__Assignment__
From the first line of the data through the line containing "async fn main()", return each line exactly.

── Data in this exercise ──

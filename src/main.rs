use std::time::Duration;

use macroquad::prelude::*;

use life_canvas::{
    GameState,
    input, rendering,
    ui::{self, Slider},
};

fn window_conf() -> Conf {
    Conf {
        window_title: "Game of Life".to_owned(),
        window_width: (ui::BOARD_WIDTH as f32 * ui::CELL_SIZE + ui::PANEL_WIDTH) as i32,
        window_height: (ui::BOARD_HEIGHT as f32 * ui::CELL_SIZE) as i32,
        window_resizable: false,
        ..Default::default()
    }
}

#[macroquad::main(window_conf)]
async fn main() {
    env_logger::init();

    let mut state = GameState::new(ui::BOARD_WIDTH, ui::BOARD_HEIGHT);
    let mut show_panel = true;

    let mut rate_slider = Slider::new(
        ui::panel_x() + 10.0,
        64.0,
        ui::PANEL_WIDTH - 20.0,
        "Update rate",
        0.0,
        1.0,
        0.0,
    );

    loop {
        let mouse_pos = mouse_position();
        let buttons = ui::create_buttons();

        if show_panel {
            if rate_slider.update(mouse_pos) {
                state.set_interval(Duration::from_secs_f32(rate_slider.value()));
            }
            state = input::process_button_clicks(state, &buttons, mouse_pos);
        }
        state = input::process_keyboard_input(state, &mut show_panel);

        // Paint before advancing, so edits made this frame belong to the
        // generation the advance reads.
        input::handle_mouse_paint(&mut state, mouse_pos);
        state = state.tick(Duration::from_secs_f32(get_frame_time()));

        clear_background(LIGHTGRAY);
        rendering::draw_board(&state.grid);
        if show_panel {
            rendering::draw_controls(&state, &buttons, &rate_slider, mouse_pos);
        }

        next_frame().await;
    }
}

───

__Solution__
filename src/main.rs
use std::time::Duration;

use macroquad::prelude::*;

use life_canvas::{
    GameState,
    input, rendering,
    ui::{self, Slider},
};

fn window_conf() -> Conf {
    Conf {
        window_title: "Game of Life".to_owned(),
        window_width: (ui::BOARD_WIDTH as f32 * ui::CELL_SIZE + ui::PANEL_WIDTH) as i32,
        window_height: (ui::BOARD_HEIGHT as f32 * ui::CELL_SIZE) as i32,
        window_resizable: false,
        ..Default::default()
    }
}

#[macroquad::main(window_conf)]
async fn main() {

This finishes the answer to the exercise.